▶ Aim of the exercise
A line below contains "filename src/charts.rs", and a later one contains "finds them in.". Repeat both, with every line between them, exactly.

▶ Information

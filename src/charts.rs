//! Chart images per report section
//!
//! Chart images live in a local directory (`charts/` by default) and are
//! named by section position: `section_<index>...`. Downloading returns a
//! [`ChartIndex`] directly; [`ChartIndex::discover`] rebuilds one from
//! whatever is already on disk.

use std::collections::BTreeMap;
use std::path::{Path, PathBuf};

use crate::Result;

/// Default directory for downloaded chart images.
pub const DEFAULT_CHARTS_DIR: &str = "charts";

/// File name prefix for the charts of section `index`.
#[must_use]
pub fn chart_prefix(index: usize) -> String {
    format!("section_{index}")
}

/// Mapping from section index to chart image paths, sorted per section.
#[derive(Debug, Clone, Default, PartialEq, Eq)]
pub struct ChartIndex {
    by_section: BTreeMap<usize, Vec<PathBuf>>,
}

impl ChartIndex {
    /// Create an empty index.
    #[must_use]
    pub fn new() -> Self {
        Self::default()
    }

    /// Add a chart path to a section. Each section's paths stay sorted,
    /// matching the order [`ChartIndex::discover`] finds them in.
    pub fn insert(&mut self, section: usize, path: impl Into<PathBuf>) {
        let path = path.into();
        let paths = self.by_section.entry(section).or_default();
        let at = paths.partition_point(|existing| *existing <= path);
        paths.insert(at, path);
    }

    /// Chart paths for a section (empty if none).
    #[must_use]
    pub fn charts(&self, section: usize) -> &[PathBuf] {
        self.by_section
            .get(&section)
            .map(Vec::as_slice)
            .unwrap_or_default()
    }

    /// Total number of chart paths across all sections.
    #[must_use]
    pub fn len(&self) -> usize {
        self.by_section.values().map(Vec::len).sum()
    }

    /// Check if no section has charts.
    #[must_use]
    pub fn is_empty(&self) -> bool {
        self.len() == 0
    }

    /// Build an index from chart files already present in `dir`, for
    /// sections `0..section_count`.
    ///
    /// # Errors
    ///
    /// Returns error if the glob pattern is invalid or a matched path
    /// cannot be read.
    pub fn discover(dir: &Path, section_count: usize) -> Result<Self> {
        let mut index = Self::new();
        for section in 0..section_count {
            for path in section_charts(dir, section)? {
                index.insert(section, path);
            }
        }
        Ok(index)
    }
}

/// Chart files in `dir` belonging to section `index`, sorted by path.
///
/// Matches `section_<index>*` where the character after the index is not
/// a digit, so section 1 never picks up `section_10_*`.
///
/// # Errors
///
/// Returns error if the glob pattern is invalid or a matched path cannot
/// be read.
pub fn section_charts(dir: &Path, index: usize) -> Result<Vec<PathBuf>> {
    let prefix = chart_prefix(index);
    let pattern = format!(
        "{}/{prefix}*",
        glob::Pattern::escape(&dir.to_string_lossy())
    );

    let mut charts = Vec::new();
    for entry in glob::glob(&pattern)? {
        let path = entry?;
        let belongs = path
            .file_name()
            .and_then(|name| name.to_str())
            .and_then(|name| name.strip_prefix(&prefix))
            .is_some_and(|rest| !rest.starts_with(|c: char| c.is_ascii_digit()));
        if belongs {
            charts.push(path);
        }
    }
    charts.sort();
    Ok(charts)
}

---

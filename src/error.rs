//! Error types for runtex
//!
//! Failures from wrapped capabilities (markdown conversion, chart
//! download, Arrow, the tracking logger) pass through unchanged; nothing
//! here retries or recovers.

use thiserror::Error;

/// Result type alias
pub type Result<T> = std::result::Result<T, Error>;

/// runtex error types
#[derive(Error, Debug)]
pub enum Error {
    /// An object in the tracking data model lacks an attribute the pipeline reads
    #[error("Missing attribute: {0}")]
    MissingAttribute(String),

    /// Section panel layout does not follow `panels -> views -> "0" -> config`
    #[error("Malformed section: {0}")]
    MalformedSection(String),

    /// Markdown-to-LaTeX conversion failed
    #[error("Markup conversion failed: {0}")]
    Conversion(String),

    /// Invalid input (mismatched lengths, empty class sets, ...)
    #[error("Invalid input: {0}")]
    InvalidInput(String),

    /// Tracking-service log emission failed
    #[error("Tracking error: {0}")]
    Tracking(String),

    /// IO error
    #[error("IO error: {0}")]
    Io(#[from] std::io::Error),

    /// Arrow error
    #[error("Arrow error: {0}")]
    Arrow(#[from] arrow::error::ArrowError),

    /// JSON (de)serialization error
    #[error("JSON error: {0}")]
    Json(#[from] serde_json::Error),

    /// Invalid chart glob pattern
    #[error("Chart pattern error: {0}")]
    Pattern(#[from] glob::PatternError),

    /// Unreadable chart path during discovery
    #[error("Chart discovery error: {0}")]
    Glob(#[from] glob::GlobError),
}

--

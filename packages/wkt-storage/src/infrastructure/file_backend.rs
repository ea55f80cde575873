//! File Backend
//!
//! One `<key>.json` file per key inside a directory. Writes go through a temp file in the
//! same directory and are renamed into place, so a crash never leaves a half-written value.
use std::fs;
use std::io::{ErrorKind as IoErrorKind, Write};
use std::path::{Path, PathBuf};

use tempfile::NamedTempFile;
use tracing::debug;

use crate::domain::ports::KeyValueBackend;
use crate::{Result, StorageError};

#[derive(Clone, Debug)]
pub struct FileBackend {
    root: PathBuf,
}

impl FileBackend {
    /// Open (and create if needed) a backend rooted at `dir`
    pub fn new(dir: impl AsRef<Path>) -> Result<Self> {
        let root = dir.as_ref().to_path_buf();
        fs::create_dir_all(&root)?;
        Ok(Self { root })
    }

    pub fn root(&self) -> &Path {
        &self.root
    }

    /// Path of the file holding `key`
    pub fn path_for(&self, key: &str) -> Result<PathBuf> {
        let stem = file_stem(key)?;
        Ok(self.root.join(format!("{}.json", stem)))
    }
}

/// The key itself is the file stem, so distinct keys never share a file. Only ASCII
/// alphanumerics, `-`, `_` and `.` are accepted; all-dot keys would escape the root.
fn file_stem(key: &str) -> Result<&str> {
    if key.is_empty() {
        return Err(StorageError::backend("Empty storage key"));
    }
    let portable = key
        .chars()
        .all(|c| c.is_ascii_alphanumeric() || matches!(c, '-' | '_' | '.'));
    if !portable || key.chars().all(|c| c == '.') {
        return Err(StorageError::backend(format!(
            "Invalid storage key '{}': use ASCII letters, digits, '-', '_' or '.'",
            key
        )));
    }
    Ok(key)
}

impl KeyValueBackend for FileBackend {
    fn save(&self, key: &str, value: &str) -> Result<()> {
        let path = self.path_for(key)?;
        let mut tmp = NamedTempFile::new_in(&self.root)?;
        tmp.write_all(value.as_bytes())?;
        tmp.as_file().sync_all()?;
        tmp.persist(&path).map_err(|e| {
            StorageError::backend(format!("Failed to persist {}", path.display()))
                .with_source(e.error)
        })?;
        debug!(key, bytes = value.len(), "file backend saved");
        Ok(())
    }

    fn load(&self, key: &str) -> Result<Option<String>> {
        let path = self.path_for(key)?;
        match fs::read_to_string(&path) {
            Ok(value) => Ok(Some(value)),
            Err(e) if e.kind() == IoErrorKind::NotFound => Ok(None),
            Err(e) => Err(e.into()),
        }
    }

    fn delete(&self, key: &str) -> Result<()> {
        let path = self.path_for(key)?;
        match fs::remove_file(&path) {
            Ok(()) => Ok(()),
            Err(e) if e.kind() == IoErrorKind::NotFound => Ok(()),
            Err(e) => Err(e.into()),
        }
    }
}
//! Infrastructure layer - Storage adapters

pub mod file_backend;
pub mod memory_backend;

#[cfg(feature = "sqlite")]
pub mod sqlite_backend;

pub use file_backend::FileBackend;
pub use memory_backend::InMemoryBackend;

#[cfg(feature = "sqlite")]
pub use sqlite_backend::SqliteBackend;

▶ Answer space
filename src/charts.rs
//! Chart images per report section
//!
//! Chart images live in a local directory (`charts/` by default) and are
//! named by section position: `section_<index>...`. Downloading returns a
//! [`ChartIndex`] directly; [`ChartIndex::discover`] rebuilds one from
//! whatever is already on disk.

use std::collections::BTreeMap;
use std::path::{Path, PathBuf};

use crate::Result;

/// Default directory for downloaded chart images.
pub const DEFAULT_CHARTS_DIR: &str = "charts";

/// File name prefix for the charts of section `index`.
#[must_use]
pub fn chart_prefix(index: usize) -> String {
    format!("section_{index}")
}

/// Mapping from section index to chart image paths, sorted per section.
#[derive(Debug, Clone, Default, PartialEq, Eq)]
pub struct ChartIndex {
    by_section: BTreeMap<usize, Vec<PathBuf>>,
}

impl ChartIndex {
    /// Create an empty index.
    #[must_use]
    pub fn new() -> Self {
        Self::default()
    }

    /// Add a chart path to a section. Each section's paths stay sorted,
    /// matching the order [`ChartIndex::discover`] finds them in.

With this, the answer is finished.